Over the past few weeks I’ve been having conversation after conversation about how this is survivable. The Great Depression was survivable. With great upheaval comes great opportunity… I offer all my patent answers and the follow-up question is usually… But how?

For many of us, especially creatives, learning to live with less is just a way of life. Old news for us. This is nothing new. We salvage, scrimp, save and make due. The same creativity that fuels our dreams also fills our belly.

To keep the magazine going (and our creative careers) we’ve visited food pantries, salvaged furniture from the corner and did quite a few odd jobs from working the Renaissance Faires to writing poetry for tips.

So what does a seasoned starving artist do at a time like this? To start…

  • The first potatoes poke up through the straw…

    Garden like your life depends on it. It might. Last fall I set up a deep mulch garden using the Ruth Stout method. I chose this method because it’s ridiculously easy, efficient and almost no-cost to free. I bought a huge bale of ‘spoiled’ hay for $10 and turned half our yard into a garden in an afternoon. Any mulch will do. Old leaves, yard clippings… you could be growing in a week. I joined a local garden co-op to get organic bulbs and seeds for cheap. All together our garden cost under $20 and a few afternoons. The first produce is coming up now. Explore Ruth Stout method here.


  • Explore foraging. I’ve read a lot about foraging but I’ve never actually tried it until recently. Dandelions are an easy one to start with, and lucky for us they are in their culinary prime in spring. I located an abandoned park that is covered with them,

    Image by Alexas_Fotos from Pixabay

    grabbed my bag and went out to get some greens. As long as you stay away from the bitter stem, the rest of the plant is delicious this time of year. Even in the rest of the season when the leaves have a more bitter taste they can be delicious. In less than 20 minutes I had enough delicious greens to toss into the crockpot with our white beans and enjoy in a fresh salad later. If being a free, plentiful and easy superfood weren’t enough, you can dry dandelions to use in winter. Explore dandelion dining here.
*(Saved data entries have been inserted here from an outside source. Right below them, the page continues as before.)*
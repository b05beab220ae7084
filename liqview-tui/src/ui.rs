//! Chart rendering: candlesticks, liquidation overlay, current-price rule.

use liqview_data::{Candle, Interval, LiquidationPoint, StreamStatus, config};
use ratatui::{
    Frame,
    layout::{Constraint, Direction, Layout, Rect},
    style::{Color, Modifier, Style},
    text::{Line, Span},
    widgets::{
        Block, Borders, Paragraph,
        canvas::{Canvas, Line as CanvasLine, Points, Rectangle},
    },
};

use crate::app::App;

const C_BUY: Color = Color::Rgb(100, 220, 100);
const C_SELL: Color = Color::Rgb(220, 100, 100);
const C_DIM: Color = Color::Rgb(120, 120, 120);
const C_BRIGHT: Color = Color::Rgb(220, 220, 220);
const C_ACCENT: Color = Color::Rgb(100, 180, 220);
const C_WARN: Color = Color::Rgb(180, 180, 100);

/// Liquidations above this quantity are drawn highlighted.
const LIQ_HIGHLIGHT_QTY: f64 = 0.1;

pub fn render(f: &mut Frame, app: &App) {
    let chunks = Layout::default()
        .direction(Direction::Vertical)
        .constraints([
            Constraint::Length(1),
            Constraint::Length(1),
            Constraint::Min(10),
            Constraint::Length(1),
        ])
        .split(f.area());

    render_header(f, chunks[0], app);
    render_interval_selector(f, chunks[1], app.series.interval());
    render_chart(f, chunks[2], app);
    render_hints(f, chunks[3]);
}

fn render_header(f: &mut Frame, area: Rect, app: &App) {
    let price = app
        .latest_price
        .map(|p| format!("{p:.2}"))
        .unwrap_or_else(|| "--".to_string());

    let (status_label, status_color) = match app.stream_status {
        StreamStatus::Connected => ("LIVE", C_BUY),
        StreamStatus::Reconnecting => ("RECONNECTING", C_WARN),
        StreamStatus::Disconnected => ("DISCONNECTED", C_SELL),
    };

    let line = Line::from(vec![
        Span::styled(
            format!("{} BINANCE", config::symbol()),
            Style::default().fg(C_BRIGHT).add_modifier(Modifier::BOLD),
        ),
        Span::styled(
            format!("  {price}"),
            Style::default().fg(C_ACCENT).add_modifier(Modifier::BOLD),
        ),
        Span::styled(
            format!("  liqs {}", app.liquidations.len()),
            Style::default().fg(C_DIM),
        ),
        Span::styled(
            format!("  stream {status_label}"),
            Style::default().fg(status_color),
        ),
    ]);

    f.render_widget(Paragraph::new(line), area);
}

fn render_interval_selector(f: &mut Frame, area: Rect, active: Interval) {
    let mut spans = vec![Span::styled("interval ", Style::default().fg(C_DIM))];

    for (i, interval) in Interval::ALL.into_iter().enumerate() {
        let key = (i + 1) % 10;
        let style = if interval == active {
            Style::default()
                .fg(Color::Black)
                .bg(C_ACCENT)
                .add_modifier(Modifier::BOLD)
        } else {
            Style::default().fg(C_BRIGHT)
        };
        spans.push(Span::styled(format!(" {key}:{interval} "), style));
    }

    f.render_widget(Paragraph::new(Line::from(spans)), area);
}

fn render_chart(f: &mut Frame, area: Rect, app: &App) {
    let candles = app.visible_candles();
    let interval = app.series.interval();

    let block = Block::default()
        .title(format!(" {} ({interval}) ", config::symbol()))
        .borders(Borders::ALL)
        .border_style(Style::default().fg(C_DIM));

    if candles.is_empty() {
        let placeholder = Paragraph::new(Line::from(Span::styled(
            "waiting for historical data...",
            Style::default().fg(C_DIM),
        )))
        .block(block);
        f.render_widget(placeholder, area);
        return;
    }

    let (y_min, y_max) = price_bounds(candles, app.latest_price);
    let x_max = candles.len() as f64;
    let (small, large) = liquidation_coords(candles, interval, &app.liquidations);

    let time_axis = format!(
        " {} .. {} ",
        candles[0].time.format("%m-%d %H:%M"),
        candles[candles.len() - 1].time.format("%m-%d %H:%M"),
    );

    let min_body = (y_max - y_min) / 400.0;

    let canvas = Canvas::default()
        .block(block.title_bottom(time_axis))
        .x_bounds([0.0, x_max])
        .y_bounds([y_min, y_max])
        .paint(|ctx| {
            for (i, candle) in candles.iter().enumerate() {
                let x = i as f64 + 0.5;
                let color = if candle.close >= candle.open { C_BUY } else { C_SELL };

                ctx.draw(&CanvasLine {
                    x1: x,
                    y1: candle.low,
                    x2: x,
                    y2: candle.high,
                    color,
                });

                let body_low = candle.open.min(candle.close);
                let body_high = candle.open.max(candle.close);
                ctx.draw(&Rectangle {
                    x: x - 0.35,
                    y: body_low,
                    width: 0.7,
                    height: (body_high - body_low).max(min_body),
                    color,
                });
            }

            if !small.is_empty() {
                ctx.draw(&Points {
                    coords: &small,
                    color: C_BUY,
                });
            }
            if !large.is_empty() {
                ctx.draw(&Points {
                    coords: &large,
                    color: Color::Yellow,
                });
            }

            if let Some(price) = app.latest_price {
                let mut x = 0.0;
                while x < x_max {
                    ctx.draw(&CanvasLine {
                        x1: x,
                        y1: price,
                        x2: (x + 1.0).min(x_max),
                        y2: price,
                        color: C_BRIGHT,
                    });
                    x += 2.0;
                }
                ctx.print(
                    x_max * 0.98,
                    price,
                    Line::styled(format!("{price:.2}"), Style::default().fg(C_BRIGHT)),
                );
            }
        });

    f.render_widget(canvas, area);
}

fn render_hints(f: &mut Frame, area: Rect) {
    let line = Line::from(Span::styled(
        " 1-0/tab interval  \u{2190}/\u{2192} pan  +/- zoom  q quit",
        Style::default().fg(C_DIM),
    ));
    f.render_widget(Paragraph::new(line), area);
}

/// Chart y-bounds: candle extremes plus the latest price, with headroom.
fn price_bounds(candles: &[Candle], latest: Option<f64>) -> (f64, f64) {
    let mut low = f64::MAX;
    let mut high = f64::MIN;

    for candle in candles {
        low = low.min(candle.low);
        high = high.max(candle.high);
    }
    if let Some(price) = latest {
        low = low.min(price);
        high = high.max(price);
    }

    let span = high - low;
    let pad = if span > 0.0 {
        span * 0.05
    } else {
        high.abs().max(1.0) * 0.001
    };
    (low - pad, high + pad)
}

/// Map journal points into canvas coordinates over the visible window,
/// split into (small, highlighted) by quantity.
fn liquidation_coords(
    candles: &[Candle],
    interval: Interval,
    points: &[LiquidationPoint],
) -> (Vec<(f64, f64)>, Vec<(f64, f64)>) {
    let Some(first) = candles.first() else {
        return (Vec::new(), Vec::new());
    };

    let t0 = first.time.timestamp();
    let width = interval.secs() as f64;
    let x_max = candles.len() as f64;

    let mut small = Vec::new();
    let mut large = Vec::new();
    for point in points {
        let x = (point.time.timestamp() - t0) as f64 / width;
        if !(0.0..=x_max).contains(&x) {
            continue;
        }
        if point.quantity > LIQ_HIGHLIGHT_QTY {
            large.push((x, point.price));
        } else {
            small.push((x, point.price));
        }
    }
    (small, large)
}

#[cfg(test)]
mod tests {
    use super::*;
    use chrono::TimeZone;
    use chrono_tz::Tz;

    fn candle(minute: u32, low: f64, high: f64) -> Candle {
        Candle {
            time: Tz::UTC.with_ymd_and_hms(2024, 1, 10, 10, minute, 0).unwrap(),
            open: (low + high) / 2.0,
            high,
            low,
            close: (low + high) / 2.0,
            volume: 0.0,
        }
    }

    fn point(minute: u32, second: u32, price: f64, quantity: f64) -> LiquidationPoint {
        LiquidationPoint {
            time: Tz::UTC
                .with_ymd_and_hms(2024, 1, 10, 10, minute, second)
                .unwrap(),
            price,
            quantity,
        }
    }

    #[test]
    fn test_price_bounds_cover_extremes_and_latest() {
        let candles = vec![candle(0, 99.0, 105.0), candle(1, 101.0, 103.0)];

        let (y_min, y_max) = price_bounds(&candles, Some(110.0));
        assert!(y_min < 99.0);
        assert!(y_max > 110.0);

        let (y_min, y_max) = price_bounds(&candles, None);
        assert!(y_min < 99.0 && y_max > 105.0);
    }

    #[test]
    fn test_price_bounds_flat_series_keeps_positive_span() {
        let candles = vec![candle(0, 100.0, 100.0)];
        let (y_min, y_max) = price_bounds(&candles, None);
        assert!(y_max > y_min);
    }

    #[test]
    fn test_liquidation_coords_window_and_split() {
        let candles = vec![candle(0, 99.0, 105.0), candle(1, 101.0, 103.0)];
        let points = vec![
            point(0, 30, 100.0, 0.05),
            point(1, 10, 102.0, 0.5),
            point(30, 0, 102.0, 0.5),
        ];

        let (small, large) = liquidation_coords(&candles, Interval::M1, &points);

        assert_eq!(small, vec![(0.5, 100.0)]);
        assert_eq!(large.len(), 1);
        assert!((large[0].0 - (1.0 + 10.0 / 60.0)).abs() < 1e-9);
        assert_eq!(large[0].1, 102.0);
    }

    #[test]
    fn test_liquidation_coords_empty_window() {
        let (small, large) = liquidation_coords(&[], Interval::M1, &[point(0, 0, 100.0, 1.0)]);
        assert!(small.is_empty());
        assert!(large.is_empty());
    }
}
  • Think free and find freedom. Lots of things people normally toss are gold to thrifty

    Even a non-sewer like me can do simple projects.
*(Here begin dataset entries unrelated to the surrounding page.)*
//! Append-only liquidation journal.
//!
//! The CSV file is the only hand-off point between the stream listener
//! (writer) and the renderer (reader): the writer appends whole lines, the
//! reader re-reads the full file each cycle. No locking; every append is a
//! single write + flush so readers never observe a torn line.

use std::fs::{File, OpenOptions};
use std::io::Write;
use std::path::{Path, PathBuf};

use chrono::DateTime;
use chrono_tz::Tz;
use tracing::debug;

use crate::binance::liquidation::ForceOrder;
use crate::error::DataError;

const HEADER: &str = "symbol,side,order_type,time_in_force,original_quantity,price,\
average_price,order_status,order_last_filled_quantity,\
order_filled_accumulated_quantity,order_trade_time";

const FIELD_COUNT: usize = 11;

/// Writer half of the journal.
#[derive(Debug)]
pub struct JournalWriter {
    file: File,
}

impl JournalWriter {
    /// Open the journal at `path`, creating it with a header row if absent.
    pub fn open(path: impl Into<PathBuf>) -> Result<Self, DataError> {
        let path = path.into();
        let fresh = !path.is_file();

        let mut file = OpenOptions::new().create(true).append(true).open(&path)?;
        if fresh {
            file.write_all(format!("{HEADER}\n").as_bytes())?;
            file.flush()?;
        }

        Ok(Self { file })
    }

    /// Append one record as a single whole-line write.
    pub fn append(&mut self, order: &ForceOrder) -> Result<(), DataError> {
        let line = format!(
            "{},{},{},{},{},{},{},{},{},{},{}\n",
            order.symbol,
            order.side,
            order.order_type,
            order.time_in_force,
            order.original_quantity,
            order.price,
            order.average_price,
            order.order_status,
            order.last_filled_quantity,
            order.filled_accumulated_quantity,
            order.trade_time,
        );

        self.file.write_all(line.as_bytes())?;
        self.file.flush()?;
        Ok(())
    }
}

/// One cleaned journal row, projected for overlay plotting.
#[derive(Debug, Clone, PartialEq)]
pub struct LiquidationPoint {
    pub time: DateTime<Tz>,
    pub price: f64,
    pub quantity: f64,
}

/// Read and clean the whole journal.
///
/// A missing or empty file yields no points. Rows whose price, quantity, or
/// trade time fail numeric parsing are dropped. `offset_ms` is subtracted
/// from the raw trade time before epoch-ms conversion.
pub fn read_journal(path: &Path, tz: Tz, offset_ms: i64) -> Vec<LiquidationPoint> {
    let Ok(contents) = std::fs::read_to_string(path) else {
        return Vec::new();
    };

    contents
        .lines()
        .skip(1)
        .filter_map(|line| parse_row(line, tz, offset_ms))
        .collect()
}

fn parse_row(line: &str, tz: Tz, offset_ms: i64) -> Option<LiquidationPoint> {
    let fields: Vec<&str> = line.split(',').collect();
    if fields.len() != FIELD_COUNT {
        debug!(line, "malformed journal row, dropping");
        return None;
    }

    let quantity: f64 = fields[4].parse().ok()?;
    let price: f64 = fields[5].parse().ok()?;
    let trade_time: i64 = fields[10].parse().ok()?;

    let time = DateTime::from_timestamp_millis(trade_time - offset_ms)?.with_timezone(&tz);
    Some(LiquidationPoint {
        time,
        price,
        quantity,
    })
}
    folks. My seedling starter pots are all recycled and saved from years past. I also use toilet paper tubes as biodegradable plant pots. My back porch bean trellis are actually large, wood pallets we salvaged. When the CDC suggested everyone wear masks out of their home, I made some out of clothes headed for donation. The best dish scrubbers I have found are made from onion sacks in less than 5 minutes. When you need something, look around and see if you don’t have it already. With economists predicting dark financial days ahead, now is a good time to pinch pennies. I had a chance to interview Amy Dacyczyn, the Queen of Thrift and Frugal Zealot herself years ago. Her Tightwad Gazette* books will get you in the right mindset. Here’s a reprint of that interview.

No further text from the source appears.